RANTAUPRAPAT, Waspada.co.id – Kepala Desa Emplasmen Aek Nabara, Kecamatan Bilah Hulu, Labuhanbatu, Sardi, mengatakan siap menjadi yang pertama masuk sebagai desa anti korupsi. Namun, Sardi mengaku hal itu sangat sulit diwujudkan, karena banyaknya pengutipan yang menurutnya aneh dan tidak jelas.
“Ini ada lagi desa anti korupsi. Mau kali aku. Aku lah yang pertama-tama, yang banyakan persyaratan nya, gak mungkin kita ngikuti kayak gitu regulasinya, susahnya gak tanggung. Maunya kan dipermudah lah, tapi jangan ada pengutipan, ada aja pengeluaran yang aneh-aneh gak jelas,” ungkapnya ketika dikonfirmasi di kantornya, Rabu (31/7).
Menurut Sardi, tentang pengeluaran untuk membiayai pengutipan yang aneh-aneh dan tidak jelas itu, sudah bukan menjadi rahasia umum lagi. Sebab, kata Sardi, hal itu pastinya sudah didengar oleh banyak orang.

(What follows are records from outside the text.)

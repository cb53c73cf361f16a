use rand::rngs::StdRng;
use rand::{Rng, SeedableRng};
use std::cell::RefCell;

/// Source of uniform samples in `[0, 1)`.
///
/// The dashboard fabricates all of its market numbers, so every generator
/// takes one of these instead of reaching for a global RNG. Browser builds
/// plug in `Math.random`, tests use [`SeededRandom`].
pub trait RandomSource {
    fn next_f64(&self) -> f64;

    /// Uniform sample in `[low, high)`. Returns `low` when the range is empty.
    fn range(&self, low: f64, high: f64) -> f64 {
        if !(low < high) {
            return low;
        }
        let value = low + self.next_f64() * (high - low);
        // rounding can land exactly on the excluded bound
        if value < high { value } else { low }
    }

    /// Sample centred on zero: `[-half_width, half_width)`.
    fn centered(&self, half_width: f64) -> f64 {
        self.range(-half_width, half_width)
    }

    /// True with the given probability.
    fn chance(&self, probability: f64) -> bool {
        self.next_f64() < probability
    }

    /// Uniform index in `0..len`. `len` must be non-zero.
    fn index(&self, len: usize) -> usize {
        ((self.next_f64() * len as f64) as usize).min(len.saturating_sub(1))
    }
}

/// Reproducible source backed by `StdRng`, for tests and native runs.
#[derive(Debug, Clone)]
pub struct SeededRandom {
    rng: RefCell<StdRng>,
}

impl SeededRandom {
    pub fn new(seed: u64) -> Self {
        Self { rng: RefCell::new(StdRng::seed_from_u64(seed)) }
    }
}

impl RandomSource for SeededRandom {
    fn next_f64(&self) -> f64 {
        self.rng.borrow_mut().r#gen::<f64>()
    }

    fn range(&self, low: f64, high: f64) -> f64 {
        if !(low < high) {
            return low;
        }
        self.rng.borrow_mut().gen_range(low..high)
    }
}

impl<R: RandomSource + ?Sized> RandomSource for std::rc::Rc<R> {
    fn next_f64(&self) -> f64 {
        (**self).next_f64()
    }

    fn range(&self, low: f64, high: f64) -> f64 {
        (**self).range(low, high)
    }
}

#[cfg(test)]
mod tests {
    use super::*;

    #[test]
    fn samples_stay_in_unit_interval() {
        let rng = SeededRandom::new(7);
        for _ in 0..10_000 {
            let v = rng.next_f64();
            assert!((0.0..1.0).contains(&v));
        }
    }

    #[test]
    fn same_seed_same_sequence() {
        let a = SeededRandom::new(42);
        let b = SeededRandom::new(42);
        for _ in 0..100 {
            assert_eq!(a.next_f64(), b.next_f64());
        }
    }

    /// Largest sample below one; scaling it up rounds to the upper bound.
    struct NearOne;

    impl RandomSource for NearOne {
        fn next_f64(&self) -> f64 {
            1.0 - f64::EPSILON / 2.0
        }
    }

    #[test]
    fn range_excludes_upper_bound() {
        assert!(NearOne.range(50_000.0, 60_000.0) < 60_000.0);
        assert!(NearOne.centered(1_000.0) < 1_000.0);
        assert_eq!(NearOne.range(5.0, 5.0), 5.0);

        let rng = SeededRandom::new(1);
        for _ in 0..10_000 {
            assert!((45_000.0..50_000.0).contains(&rng.range(45_000.0, 50_000.0)));
        }
    }

    #[test]
    fn index_never_out_of_bounds() {
        let rng = SeededRandom::new(0);
        for _ in 0..1_000 {
            assert!(rng.index(3) < 3);
        }
    }
}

“Ye, kok gak tau. Gak usah pala ditanya aku, pasti pernah dengar,” jawabnya saat ditanya tentang pengutipan yang dia maksud.
Begitu juga ketika ditanyakan siapa pihak yang melakukan pengutipan, sehingga mengakibatkan ada pengeluaran dana desa yang tidak jelas itu, Sardi mengatakan yakin wartawan sudah pasti mengetahuinya.
“Yah, sudah tahulah itu. Aku makanya satu-satunya kades yang kurang banyak ada kawan kades. Karena gak pernah ikut. Gak mau ikut yang aneh-aneh,” katanya.
Kata Sardi, dia merupakan kepala desa yang paling banyak melakukan penyelamatan uang negara. Dia menyebut tidak pernah ikut kegiatan bimbingan teknis (bimtek) seperti ke Pulau Bali, Yogyakarta maupun ke Lombok.
“Paling banyak menyelamatkan uang desa ini aku. Bimtek pun gak pernah aku ikut, orang itu kemana coba, ke Bali, Yogya, Lombok. Semua kemana aku gak pernah ikut,” katanya.
Sardi merasa bahwa Bimtek ke tempat yang dia sebutkan itu merupakan agenda yang tidak penting. Menurutnya, pelaksanaan Bimtek cuma untuk jalan-jalan dan menghamburkan uang desa saja, tanpa ada manfaat yang diperoleh.
“Untuk apa kesana cuma jalan-jalan. Bukan ada ilmunya, Ilmunya cari aja disini bisa,” ucapnya.
Selain itu, Sardi juga mengeluhkan sulitnya mengurus pencairan Dana Desa (DD) yang bersumber APBN dan Alokasi Dana Desa (ADD) dari APBD Kabupaten yang merupakan sumber Anggaran Pendapatan dan Belanja Desa (APBDesa).
Bahkan, jelas Sardi, untuk ADD yang bersumber dari APBD Kabupaten saja, hingga saat ini tidak kunjung cair, dan belum diterima oleh pemerintah desa. Dia mengaku heran kenapa ADD belum dicairkan, padahal ini sudah memasuki bulan Agustus 2024.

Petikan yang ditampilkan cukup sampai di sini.